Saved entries
--*--
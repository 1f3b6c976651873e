//! Stream merging: re-encode and mux separate video/audio files.
//!
//! Used when the primary download strategy yields video-only and
//! audio-only streams. The video track is re-encoded to H.264 and the
//! audio to AAC, mapping exactly one stream of each into a single mp4.

use std::fs;
use std::path::{Path, PathBuf};
use std::process::Command;

use crate::errors::{MediaError, MediaResult};
use crate::probe;

/// Merge a video-only and an audio-only file into one playable mp4.
///
/// On transcoder failure the partial output and both input streams are
/// removed and a retryable error is returned; the caller owns the retry
/// bound. On success the unmerged inputs are deleted.
pub fn merge_streams(video: &Path, audio: &Path, out_dir: &Path) -> MediaResult<PathBuf> {
    let stem = video
        .file_stem()
        .and_then(|s| s.to_str())
        .unwrap_or("streams");
    let output = out_dir.join(format!("merged_{}.mp4", stem));

    let args = merge_args(video, audio, &output);
    tracing::debug!("Running ffmpeg: {}", args.join(" "));

    let result = Command::new("ffmpeg")
        .args(&args)
        .output()
        .map_err(|e| MediaError::io("run ffmpeg", e))?;

    if !result.status.success() {
        let stderr = String::from_utf8_lossy(&result.stderr);
        cleanup_files(&[&output, video, audio]);
        return Err(MediaError::tool_failure(
            "ffmpeg",
            result.status.code().unwrap_or(-1),
            stderr
                .lines()
                .rev()
                .find(|l| !l.trim().is_empty())
                .unwrap_or("merge failed")
                .to_string(),
        ));
    }

    // A merge that ffmpeg exits cleanly from can still produce a
    // container with no readable duration; treat that as corruption.
    match probe::probe_duration(&output) {
        Ok(duration) => {
            tracing::debug!(
                "Merged {} + {} -> {} ({:.2}s)",
                video.display(),
                audio.display(),
                output.display(),
                duration
            );
        }
        Err(e) => {
            cleanup_files(&[&output, video, audio]);
            return Err(MediaError::tool_failure(
                "ffprobe",
                -1,
                format!("merged file failed verification: {}", e),
            ));
        }
    }

    cleanup_files(&[video, audio]);
    Ok(output)
}

/// Build the ffmpeg argument list for a merge.
fn merge_args(video: &Path, audio: &Path, output: &Path) -> Vec<String> {
    vec![
        "-y".to_string(),
        "-i".to_string(),
        video.display().to_string(),
        "-i".to_string(),
        audio.display().to_string(),
        "-c:v".to_string(),
        "libx264".to_string(),
        "-c:a".to_string(),
        "aac".to_string(),
        "-map".to_string(),
        "0:v:0".to_string(),
        "-map".to_string(),
        "1:a:0".to_string(),
        "-preset".to_string(),
        "veryfast".to_string(),
        output.display().to_string(),
    ]
}

fn cleanup_files(paths: &[&Path]) {
    for path in paths {
        if path.exists() {
            if let Err(e) = fs::remove_file(path) {
                tracing::warn!("Failed to remove intermediate {}: {}", path.display(), e);
            }
        }
    }
}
--*--
* Required action *
Whenever a line above contains "debug", copy that line.

* Answer space *
    tracing::debug!("Running ffmpeg: {}", args.join(" "));
            tracing::debug!(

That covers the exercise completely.